The problem for students is that it is all but impossible to know ahead of time which part of the disunified university is which. Consumers of higher education have been taught that their main choice lies between whole institutions that are qualitatively different from one another. Because this is wrong, the higher education market often fails, which is probably one reason that a third of students who enroll in four-year colleges transfer or drop out within three years.

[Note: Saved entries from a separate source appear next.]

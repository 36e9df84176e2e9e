//! # Ad Fetch Coordinator
//!
//! Mediates at most one outstanding ad download per coordinator and reports
//! its outcome through an [`AdDownloadDelegate`].
//!
//! ## Lifecycle
//!
//! ```text
//!            fetch_ad() == true
//!   ┌──────┐ ─────────────────> ┌──────────┐
//!   │ Idle │                    │ Fetching │
//!   └──────┘ <───────────────── └──────────┘
//!       success / failure / cancel() / reset()
//! ```
//!
//! `fetch_ad` while fetching returns `false` without touching the network.
//!
//! ## Cancellation
//!
//! The fetch task and [`cancel`](AdFetchCoordinator::cancel) race for the
//! active slot under the state lock. If `cancel` takes it first, the task
//! stays silent even when the response has already arrived. Once the task
//! holds the slot its callback is delivered and `cancel` is a no-op.
//!
//! A `cancel` from another thread can land between the task being spawned and
//! `fetch_ad` announcing it. The abort takes effect at once, but
//! `DownloadCancelled` is held back and published by `fetch_ad` right after
//! `DownloadStarted`, so subscribers always see a fetch start before it is
//! cancelled.
//!
//! ## Usage
//!
//! ```ignore
//! use core_ads::{AdFetchContext, AdFetchCoordinator, AdResult, AdType, FetchRequest};
//!
//! let context = AdFetchContext::from_config(&config);
//! let coordinator = AdFetchCoordinator::with_completion(
//!     context,
//!     FetchRequest::new(AdType::Interstitial, "home_banner"),
//!     |result: AdResult| match result {
//!         Ok(ad) => show(ad),
//!         Err(e) => tracing::warn!(error = %e, "No ad"),
//!     },
//! );
//!
//! if !coordinator.fetch_ad().await {
//!     // already fetching, offline, or no placement
//! }
//! ```

use core_async::sync::{oneshot, CancellationToken};
use core_async::task::JoinHandle;
use core_runtime::events::{AdEvent, CoreEvent};
use core_runtime::logging::truncate_for_log;
use std::fmt;
use std::sync::{Arc, Mutex, MutexGuard};
use tracing::{debug, info, instrument, warn};

use crate::context::AdFetchContext;
use crate::delegate::{AdDownloadDelegate, AdResult, CompletionHandler, OnceHandler};
use crate::error::AdError;
use crate::metadata::AdMetadata;
use crate::request::{build_request, FetchRequest};
use crate::response::parse_response;
use crate::types::{AdOrientation, AdType};

const LOGGED_BODY_CHARS: usize = 512;

/// The fetch currently owning the coordinator.
struct ActiveFetch {
    id: u64,
    token: CancellationToken,
    handle: JoinHandle<()>,
    /// Set once `DownloadStarted` and the started hook have gone out
    announced: bool,
}

impl ActiveFetch {
    fn abort(self) {
        self.token.cancel();
        self.handle.abort();
    }
}

struct FetchState {
    request: FetchRequest,
    /// In progress iff `Some`
    active: Option<ActiveFetch>,
    next_id: u64,
    /// Fetch cancelled before it was announced; `fetch_ad` reports it
    unannounced_cancel: Option<u64>,
}

/// State shared between the coordinator and its fetch task.
struct Shared {
    context: AdFetchContext,
    delegate: Arc<dyn AdDownloadDelegate>,
    state: Mutex<FetchState>,
}

impl Shared {
    fn lock_state(&self) -> MutexGuard<'_, FetchState> {
        self.state
            .lock()
            .unwrap_or_else(|poisoned| poisoned.into_inner())
    }

    fn emit(&self, event: AdEvent) {
        if let Some(bus) = &self.context.event_bus {
            bus.emit(CoreEvent::Ad(event)).ok();
        }
    }

    /// Delivers a terminal outcome. Never called with the state lock held.
    fn dispatch(&self, fetch_id: Option<u64>, placement: &str, result: AdResult) {
        match result {
            Ok(ad) => {
                info!(
                    fetch_id,
                    placement,
                    request_id = %ad.request_id,
                    "Ad download finished"
                );
                if let Some(fetch_id) = fetch_id {
                    self.emit(AdEvent::DownloadFinished {
                        fetch_id,
                        placement: placement.to_string(),
                        request_id: Some(ad.request_id.clone()),
                    });
                }
                self.delegate.download_finished_with_ad(ad);
            }
            Err(error) => {
                warn!(fetch_id, placement, code = error.code(), error = %error, "Ad download failed");
                self.emit(AdEvent::DownloadFailed {
                    fetch_id,
                    placement: placement.to_string(),
                    code: error.code(),
                    message: error.to_string(),
                });
                self.delegate.download_failed_with_error(error);
            }
        }
    }

    /// Clears the active slot, returning the fetch that held it.
    fn take_active(&self) -> Option<ActiveFetch> {
        self.lock_state().active.take()
    }

    /// Removes the active fetch if it is still `fetch_id`.
    fn claim(&self, fetch_id: u64) -> bool {
        let mut state = self.lock_state();
        match &state.active {
            Some(active) if active.id == fetch_id => {
                state.active = None;
                true
            }
            _ => false,
        }
    }

    async fn run_fetch(
        self: Arc<Self>,
        fetch_id: u64,
        token: CancellationToken,
        request: FetchRequest,
        prepared: crate::request::PreparedRequest,
        started: oneshot::Receiver<()>,
    ) {
        // The started hook precedes any terminal callback. A dropped sender
        // means fetch_ad finished without sending, which is fine to proceed on.
        let _ = started.await;

        let outcome = tokio::select! {
            biased;

            _ = token.cancelled() => {
                debug!(fetch_id, "Ad fetch cancelled before response");
                return;
            }

            outcome = self.context.http_client.execute(prepared.http) => outcome,
        };

        let result = parse_response(outcome, &request, &prepared.request_id);

        if !self.claim(fetch_id) {
            debug!(fetch_id, "Ad fetch was cancelled or reset; dropping result");
            return;
        }

        self.dispatch(Some(fetch_id), &request.placement, result);
    }
}

/// Coordinates ad downloads for one placement.
///
/// Cloning is not supported; share it behind an `Arc` if several owners need
/// to cancel. Dropping the coordinator does not cancel an in-flight fetch;
/// its outcome is still delivered to the delegate.
pub struct AdFetchCoordinator {
    shared: Arc<Shared>,
}

impl AdFetchCoordinator {
    /// Creates a coordinator. No network activity happens until
    /// [`fetch_ad`](Self::fetch_ad).
    ///
    /// An empty placement is accepted here and reported by `fetch_ad`.
    pub fn new(
        context: AdFetchContext,
        request: FetchRequest,
        delegate: Arc<dyn AdDownloadDelegate>,
    ) -> Self {
        Self {
            shared: Arc::new(Shared {
                context,
                delegate,
                state: Mutex::new(FetchState {
                    request,
                    active: None,
                    next_id: 0,
                    unannounced_cancel: None,
                }),
            }),
        }
    }

    /// Creates a coordinator reporting through a closure.
    pub fn with_completion<F>(context: AdFetchContext, request: FetchRequest, handler: F) -> Self
    where
        F: Fn(AdResult) + Send + Sync + 'static,
    {
        Self::new(context, request, Arc::new(CompletionHandler::new(handler)))
    }

    /// Starts a fetch.
    ///
    /// Returns `true` when a request was handed to the transport. Returns
    /// `false` when a fetch is already in progress (no callback), or after
    /// reporting `MissingPlacement` or `NetworkUnreachable` to the delegate.
    #[instrument(skip(self), fields(placement = tracing::field::Empty))]
    pub async fn fetch_ad(&self) -> bool {
        let request = {
            let state = self.shared.lock_state();
            if state.active.is_some() {
                debug!("Ad fetch already in progress");
                return false;
            }
            state.request.clone()
        };
        tracing::Span::current().record("placement", request.placement.as_str());

        if !request.has_placement() {
            self.shared
                .dispatch(None, &request.placement, Err(AdError::MissingPlacement));
            return false;
        }

        if !self.shared.context.is_reachable().await {
            self.shared
                .dispatch(None, &request.placement, Err(AdError::NetworkUnreachable));
            return false;
        }

        let prepared = match build_request(&self.shared.context, &request) {
            Ok(prepared) => prepared,
            Err(error) => {
                self.shared.dispatch(None, &request.placement, Err(error));
                return false;
            }
        };
        let url = prepared.url.clone();
        let body = prepared.body.clone();

        let (started_tx, started_rx) = oneshot::channel();

        let fetch_id = {
            let mut state = self.shared.lock_state();
            // Another caller may have started while reachability was checked
            if state.active.is_some() {
                debug!("Ad fetch already in progress");
                return false;
            }

            state.next_id += 1;
            let fetch_id = state.next_id;
            let token = CancellationToken::new();
            let handle = core_async::task::spawn(Arc::clone(&self.shared).run_fetch(
                fetch_id,
                token.clone(),
                request.clone(),
                prepared,
                started_rx,
            ));
            state.active = Some(ActiveFetch {
                id: fetch_id,
                token,
                handle,
                announced: false,
            });
            fetch_id
        };

        info!(fetch_id, url = %url, ad_type = %request.ad_type, "Ad download started");
        debug!(fetch_id, body = %truncate_for_log(&body, LOGGED_BODY_CHARS), "Ad request body");

        self.shared.emit(AdEvent::DownloadStarted {
            fetch_id,
            placement: request.placement.clone(),
            ad_type: request.ad_type.to_string(),
            url: url.clone(),
        });
        self.shared
            .delegate
            .download_started_for_ad_with_url(&url, &body);

        let cancelled_early = {
            let mut state = self.shared.lock_state();
            match state.active.as_mut() {
                Some(active) if active.id == fetch_id => {
                    active.announced = true;
                    false
                }
                _ => {
                    let cancelled = state.unannounced_cancel == Some(fetch_id);
                    if cancelled {
                        state.unannounced_cancel = None;
                    }
                    cancelled
                }
            }
        };
        if cancelled_early {
            self.shared.emit(AdEvent::DownloadCancelled {
                fetch_id,
                placement: request.placement.clone(),
            });
        }
        let _ = started_tx.send(());

        true
    }

    /// Aborts the in-flight fetch, if any, without calling the delegate.
    ///
    /// Returns whether a fetch was cancelled. Calling it while idle is a no-op.
    /// When the fetch has not been announced yet (a concurrent `fetch_ad` is
    /// still firing its started notification), `DownloadCancelled` is
    /// published after `DownloadStarted` by that `fetch_ad` call.
    pub fn cancel(&self) -> bool {
        let (active, placement) = {
            let mut state = self.shared.lock_state();
            let Some(active) = state.active.take() else {
                return false;
            };
            if !active.announced {
                state.unannounced_cancel = Some(active.id);
            }
            (active, state.request.placement.clone())
        };

        let fetch_id = active.id;
        let announced = active.announced;
        active.abort();

        info!(fetch_id, placement = %placement, "Ad download cancelled");
        if announced {
            self.shared
                .emit(AdEvent::DownloadCancelled { fetch_id, placement });
        }
        true
    }

    /// Returns to idle, aborting any in-flight fetch silently.
    ///
    /// The stored request is kept; the next `fetch_ad` is accepted at once.
    pub fn reset(&self) {
        if let Some(active) = self.shared.take_active() {
            debug!(fetch_id = active.id, "Ad fetch reset");
            active.abort();
        }
    }

    /// Resets and replaces the request used by later fetches.
    pub fn reinitialize(&self, request: FetchRequest) {
        let active = {
            let mut state = self.shared.lock_state();
            state.request = request;
            state.active.take()
        };
        if let Some(active) = active {
            debug!(fetch_id = active.id, "Ad fetch reset for new request");
            active.abort();
        }
    }

    pub fn is_fetching(&self) -> bool {
        self.shared.lock_state().active.is_some()
    }

    pub fn request(&self) -> FetchRequest {
        self.shared.lock_state().request.clone()
    }
}

impl fmt::Debug for AdFetchCoordinator {
    fn fmt(&self, f: &mut fmt::Formatter<'_>) -> fmt::Result {
        let state = self.shared.lock_state();
        f.debug_struct("AdFetchCoordinator")
            .field("request", &state.request)
            .field("active_fetch", &state.active.as_ref().map(|a| a.id))
            .finish()
    }
}

/// Downloads one ad and hands the outcome to `handler`.
///
/// The coordinator is discarded right away; the spawned fetch keeps what it
/// needs alive until the handler has run. Returns what `fetch_ad` returned.
/// The handler is called on both paths, including when the fetch never
/// started.
pub async fn download_ad<F>(
    context: AdFetchContext,
    ad_type: AdType,
    orientations: AdOrientation,
    placement: impl Into<String>,
    metadata: AdMetadata,
    handler: F,
) -> bool
where
    F: FnOnce(AdResult) + Send + 'static,
{
    let request = FetchRequest::new(ad_type, placement)
        .with_orientations(orientations)
        .with_metadata(metadata);
    let coordinator = AdFetchCoordinator::new(context, request, Arc::new(OnceHandler::new(handler)));
    coordinator.fetch_ad().await
}
//! Ad creative returned by a successful fetch.

use serde::{Deserialize, Serialize};
use serde_json::Value;
use std::collections::BTreeMap;

use crate::types::AdType;

/// A downloaded ad creative, ready to hand to the rendering layer.
#[derive(Debug, Clone, PartialEq, Serialize, Deserialize)]
#[serde(rename_all = "camelCase")]
pub struct Ad {
    pub ad_type: AdType,
    pub placement: String,
    /// Server-side id of the request that produced this ad
    pub request_id: String,
    /// HTML markup of the creative
    pub html: String,
    /// Seconds to keep the ad on screen, when the server sets one
    #[serde(default, skip_serializing_if = "Option::is_none")]
    pub duration: Option<f64>,
    /// Interstitials: show the SDK's close button instead of one in the markup
    #[serde(default)]
    pub uses_native_close_button: bool,
    /// Background colour, e.g. `#000000`
    #[serde(default, skip_serializing_if = "Option::is_none")]
    pub color: Option<String>,
    /// Opaque attribution references echoed back on impressions and clicks
    #[serde(default, skip_serializing_if = "BTreeMap::is_empty")]
    pub refs: BTreeMap<String, Value>,
}

/// Body of a successful ad server response.
#[derive(Debug, Deserialize)]
#[serde(rename_all = "camelCase")]
pub(crate) struct AdResponseBody {
    #[serde(default)]
    pub html: String,
    #[serde(default)]
    pub request_id: Option<String>,
    #[serde(default)]
    pub duration: Option<f64>,
    #[serde(default)]
    pub uses_native_close_button: bool,
    #[serde(default)]
    pub color: Option<String>,
    #[serde(default)]
    pub refs: BTreeMap<String, Value>,
}

impl Ad {
    /// Combines a server response with the request that produced it.
    ///
    /// The server's request id wins over the locally generated one.
    pub(crate) fn from_response(
        body: AdResponseBody,
        ad_type: AdType,
        placement: &str,
        local_request_id: &str,
    ) -> Self {
        Self {
            ad_type,
            placement: placement.to_string(),
            request_id: body
                .request_id
                .filter(|id| !id.is_empty())
                .unwrap_or_else(|| local_request_id.to_string()),
            html: body.html,
            duration: body.duration,
            uses_native_close_button: body.uses_native_close_button,
            color: body.color,
            refs: body.refs,
        }
    }
}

The whole apparatus of selective college admissions is designed to deliberately confuse things that exist with things that don’t. Many of the most prestigious colleges are an order of magnitude wealthier and more selective than the typical university. These are the primary factors driving their annual rankings at or near the top of the U.S. News list of “best” colleges. The implication is that the differences in the quality of education they provide are of a similar size. There is no evidence to suggest that this is remotely true.
When college leaders talk about academic standards, they often mean admissions standards, not standards for what happens in classrooms themselves. Or they vaguely appeal to traditions and shared values without any hard evidence of their meaning. This is understandable, because the alternative is admitting that many selective institutions are not intrinsically excellent; they were just lucky enough to get into the business of selecting the best and brightest before everyone else.